In October 2006 I discovered many "now playing" scripts for various IRC clients allow an attacker to send commands to the IRC server on behalf of the user.
Many scripts for various IRC clients, that report the name of the currently playing song in a media player on IRC share the same security bug. They don't sanitise the name of the song before sending it to the IRC server. When a user plays a song with a newline (LF or CR, which are both message separators in IRC) in the name of a song, and uses such a script, the text following the newline will be interpreted by the IRC server as another command.

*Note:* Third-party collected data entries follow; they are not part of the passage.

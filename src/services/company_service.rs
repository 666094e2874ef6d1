use chrono::Utc;
use once_cell::sync::Lazy;
use regex::Regex;
use serde::{Deserialize, Serialize};
use serde_json::Value;
use std::sync::Arc;
use tracing::info;
use uuid::Uuid;

use crate::auth::Role;
use crate::database::{path, Document, DocumentStore};
use crate::error::ApiError;
use crate::gateway::GatewayCredentials;
use crate::sealing;

use super::{non_empty, to_document, COMPANIES};

const MAX_NAME_LEN: usize = 100;

static EMAIL_SHAPE: Lazy<Regex> =
    Lazy::new(|| Regex::new(r"^[^@\s]+@[^@\s]+\.[^@\s]+$").expect("valid email pattern"));

/// Gateway credentials as submitted, in plaintext.
#[derive(Debug, Clone, Default, Deserialize)]
#[serde(rename_all = "camelCase")]
pub struct WhatsAppCredentialsInput {
    pub instance: Option<String>,
    pub token: Option<String>,
    pub client_token: Option<String>,
}

#[derive(Debug, Clone, Default, Deserialize)]
pub struct NewCompany {
    pub name: String,
    pub whatsapp: Option<WhatsAppCredentialsInput>,
}

#[derive(Debug, Clone, Deserialize)]
#[serde(rename_all = "camelCase")]
pub struct NewUser {
    pub email: String,
    pub name: String,
    pub role: Role,
    pub push_token: Option<String>,
}

/// Sealed credential triple as stored on the company document
#[derive(Debug, Clone, Default, PartialEq, Serialize, Deserialize)]
#[serde(rename_all = "camelCase")]
struct SealedWhatsApp {
    instance: Option<String>,
    token: Option<String>,
    client_token: Option<String>,
}

#[derive(Debug, Clone, Serialize, Deserialize)]
#[serde(rename_all = "camelCase")]
struct CompanyRecord {
    id: String,
    name: String,
    created_at: String,
    #[serde(default)]
    whatsapp: SealedWhatsApp,
}

#[derive(Debug, Clone, PartialEq, Serialize)]
pub struct CredentialStatus {
    pub configured: bool,
}

#[derive(Debug, Clone, PartialEq, Serialize)]
#[serde(rename_all = "camelCase")]
pub struct WhatsAppStatus {
    pub instance: CredentialStatus,
    pub token: CredentialStatus,
    pub client_token: CredentialStatus,
}

/// Company as returned to callers: credentials reduced to flags.
#[derive(Debug, Clone, PartialEq, Serialize)]
#[serde(rename_all = "camelCase")]
pub struct CompanyView {
    pub id: String,
    pub name: String,
    pub created_at: String,
    pub whatsapp: WhatsAppStatus,
}

fn status(sealed: &Option<String>) -> CredentialStatus {
    // Legacy plaintext values still count as configured
    let configured = sealed
        .as_deref()
        .map(|value| !sealing::open_lenient(value).trim().is_empty())
        .unwrap_or(false);
    CredentialStatus { configured }
}

impl From<&CompanyRecord> for CompanyView {
    fn from(record: &CompanyRecord) -> Self {
        Self {
            id: record.id.clone(),
            name: record.name.clone(),
            created_at: record.created_at.clone(),
            whatsapp: WhatsAppStatus {
                instance: status(&record.whatsapp.instance),
                token: status(&record.whatsapp.token),
                client_token: status(&record.whatsapp.client_token),
            },
        }
    }
}

fn seal_credentials(input: &WhatsAppCredentialsInput) -> Result<SealedWhatsApp, ApiError> {
    let seal_field = |value: &Option<String>| -> Result<Option<String>, ApiError> {
        let plain = non_empty(value.as_deref());
        Ok(sealing::seal(plain.as_deref())?)
    };
    Ok(SealedWhatsApp {
        instance: seal_field(&input.instance)?,
        token: seal_field(&input.token)?,
        client_token: seal_field(&input.client_token)?,
    })
}

pub fn users_collection(company_id: &str) -> String {
    path(&[COMPANIES, company_id, "users"])
}

pub struct CompanyService {
    store: Arc<dyn DocumentStore>,
}

impl CompanyService {
    pub fn new(store: Arc<dyn DocumentStore>) -> Self {
        Self { store }
    }

    pub async fn create_company(&self, input: NewCompany) -> Result<CompanyView, ApiError> {
        let name = input.name.trim();
        if name.is_empty() {
            return Err(ApiError::invalid_argument("Company name is required"));
        }
        if name.chars().count() > MAX_NAME_LEN {
            return Err(ApiError::invalid_argument(format!(
                "Company name must be at most {} characters",
                MAX_NAME_LEN
            )));
        }

        let whatsapp = match &input.whatsapp {
            Some(creds) => seal_credentials(creds)?,
            None => SealedWhatsApp::default(),
        };
        let record = CompanyRecord {
            id: Uuid::new_v4().to_string(),
            name: name.to_string(),
            created_at: Utc::now().to_rfc3339(),
            whatsapp,
        };

        self.store.set(COMPANIES, &record.id, to_document(&record)?).await?;
        info!("Created company {} ({})", record.name, record.id);
        Ok(CompanyView::from(&record))
    }

    /// Replaces the sealed credential triple wholesale.
    pub async fn update_whatsapp_credentials(
        &self,
        company_id: &str,
        input: WhatsAppCredentialsInput,
    ) -> Result<CompanyView, ApiError> {
        let mut record = self.load(company_id).await?;
        record.whatsapp = seal_credentials(&input)?;

        self.store.set(COMPANIES, company_id, to_document(&record)?).await?;
        info!("Updated WhatsApp credentials for company {}", company_id);
        Ok(CompanyView::from(&record))
    }

    pub async fn get_company(&self, company_id: &str) -> Result<CompanyView, ApiError> {
        Ok(CompanyView::from(&self.load(company_id).await?))
    }

    pub async fn create_user(&self, company_id: &str, input: NewUser) -> Result<Value, ApiError> {
        self.load(company_id).await?;

        let email = input.email.trim().to_ascii_lowercase();
        if !EMAIL_SHAPE.is_match(&email) {
            return Err(ApiError::invalid_argument(format!("'{}' is not a valid email", input.email)));
        }
        let name = input.name.trim();
        if name.is_empty() {
            return Err(ApiError::invalid_argument("User name is required"));
        }
        if input.role == Role::Admin {
            return Err(ApiError::invalid_argument("Company users cannot hold the admin role"));
        }

        let uid = Uuid::new_v4().to_string();
        let mut data = serde_json::Map::new();
        data.insert("uid".into(), Value::String(uid.clone()));
        data.insert("email".into(), Value::String(email));
        data.insert("name".into(), Value::String(name.to_string()));
        data.insert("role".into(), Value::String(input.role.as_str().to_string()));
        data.insert("createdAt".into(), Value::String(Utc::now().to_rfc3339()));
        if let Some(push_token) = non_empty(input.push_token.as_deref()) {
            data.insert("pushToken".into(), Value::String(push_token));
        }

        self.store.set(&users_collection(company_id), &uid, data.clone()).await?;
        info!("Created user {} in company {}", uid, company_id);
        Ok(Value::Object(data))
    }

    pub async fn list_users(&self, company_id: &str) -> Result<Vec<Document>, ApiError> {
        Ok(self.store.list(&users_collection(company_id)).await?)
    }

    /// Opens the gateway credentials with the strict `open`. Anything missing
    /// or unreadable is a failed precondition.
    pub async fn gateway_credentials(&self, company_id: &str) -> Result<GatewayCredentials, ApiError> {
        let record = self.load(company_id).await?;
        let open_field = |label: &str, value: &Option<String>| -> Result<String, ApiError> {
            let sealed = value.as_deref().ok_or_else(|| {
                ApiError::failed_precondition(format!("WhatsApp {} is not configured", label))
            })?;
            Ok(sealing::open(sealed)?)
        };

        Ok(GatewayCredentials {
            instance: open_field("instance", &record.whatsapp.instance)?,
            token: open_field("token", &record.whatsapp.token)?,
            client_token: open_field("client token", &record.whatsapp.client_token)?,
        })
    }

    pub async fn exists(&self, company_id: &str) -> Result<bool, ApiError> {
        Ok(self.store.get(COMPANIES, company_id).await?.is_some())
    }

    async fn load(&self, company_id: &str) -> Result<CompanyRecord, ApiError> {
        let doc = self
            .store
            .get(COMPANIES, company_id)
            .await?
            .ok_or_else(|| ApiError::not_found(format!("Company {} not found", company_id)))?;
        serde_json::from_value(doc.into_value())
            .map_err(|e| ApiError::internal(format!("Company {} is malformed: {}", company_id, e)))
    }
}

#[cfg(test)]
mod tests {
    use super::*;
    use crate::database::MemoryStore;
    use crate::sealing::{seal_with, SealingKey};

    // Tests here never touch SEALING_KEY: they only exercise paths that do not
    // seal, or seed documents sealed with a local key.

    fn service() -> (Arc<MemoryStore>, CompanyService) {
        let store = Arc::new(MemoryStore::new());
        (store.clone(), CompanyService::new(store))
    }

    #[tokio::test]
    async fn validates_company_name() {
        let (_, service) = service();
        let err = service.create_company(NewCompany { name: "  ".into(), whatsapp: None }).await.unwrap_err();
        assert_eq!(err.error_code(), "invalid-argument");

        let long = "x".repeat(101);
        let err = service.create_company(NewCompany { name: long, whatsapp: None }).await.unwrap_err();
        assert_eq!(err.error_code(), "invalid-argument");
    }

    #[tokio::test]
    async fn company_without_credentials_is_unconfigured() {
        let (_, service) = service();
        let view = service
            .create_company(NewCompany { name: "Acme".into(), whatsapp: None })
            .await
            .unwrap();
        assert!(!view.whatsapp.token.configured);

        let err = service.gateway_credentials(&view.id).await.unwrap_err();
        assert_eq!(err.error_code(), "failed-precondition");
    }

    #[tokio::test]
    async fn legacy_plaintext_counts_as_configured() {
        let (store, service) = service();
        let sealed = seal_with(&SealingKey::from_bytes([1u8; 32]), "inst").unwrap();
        store
            .set(
                COMPANIES,
                "c1",
                serde_json::json!({
                    "id": "c1",
                    "name": "Legacy",
                    "createdAt": "2024-01-01T00:00:00Z",
                    "whatsapp": {"instance": "plain-instance", "token": sealed, "clientToken": null}
                })
                .as_object()
                .cloned()
                .unwrap(),
            )
            .await
            .unwrap();

        let view = service.get_company("c1").await.unwrap();
        assert!(view.whatsapp.instance.configured);
        assert!(view.whatsapp.token.configured);
        assert!(!view.whatsapp.client_token.configured);
    }

    #[tokio::test]
    async fn creates_users_under_company() {
        let (store, service) = service();
        store
            .set(
                COMPANIES,
                "c1",
                serde_json::json!({"id": "c1", "name": "Acme", "createdAt": "x"}).as_object().cloned().unwrap(),
            )
            .await
            .unwrap();

        let user = service
            .create_user(
                "c1",
                NewUser { email: "Ana@Example.com".into(), name: "Ana".into(), role: Role::Member, push_token: None },
            )
            .await
            .unwrap();
        assert_eq!(user["email"], "ana@example.com");
        assert_eq!(store.count("companies/c1/users").await, 1);

        let err = service
            .create_user(
                "c1",
                NewUser { email: "nope".into(), name: "X".into(), role: Role::Member, push_token: None },
            )
            .await
            .unwrap_err();
        assert_eq!(err.error_code(), "invalid-argument");

        let err = service
            .create_user(
                "missing",
                NewUser { email: "a@b.co".into(), name: "X".into(), role: Role::Owner, push_token: None },
            )
            .await
            .unwrap_err();
        assert_eq!(err.error_code(), "not-found");
    }
}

Exploitation requires the attacker to trick a user into playing such a specially crafted song, and to then use his script while the song is playing. That makes it hard, but not impossible to exploit in practice. It results in the ability to execute IRC commands in the client of the victim. This could be abused, for example, to gain operator privileges on chat channels.
Because it requires so much user interaction to exploit, and the results are limited to sending commands to IRC, I'd call this a minor problem.
What makes this bug noteworthy in my opinion is that it is present in *all* scripts with this feature which were tested. They can all be exploited by the same malicious mp3. This includes:
Similary, but worse, some scripts/plugins made for mirc don't remove | characters, which is a command separator in mirc. This allows arbitrary command execution (on the client, not just to the server), without needing more user interaction then just starting to play the file. For example http://www.winamp.com/plugins/details.php?id=187 has this problem. (That bug was reported years ago already though.)
I now put off my reporter hat, and put on my Irssi developer hat :)
This has been fixed in all scripts on the irssi site, and irssi 0.8.11 prevents scripts for making this bug.
I'm not aware of other clients or scripts having released a fixed version.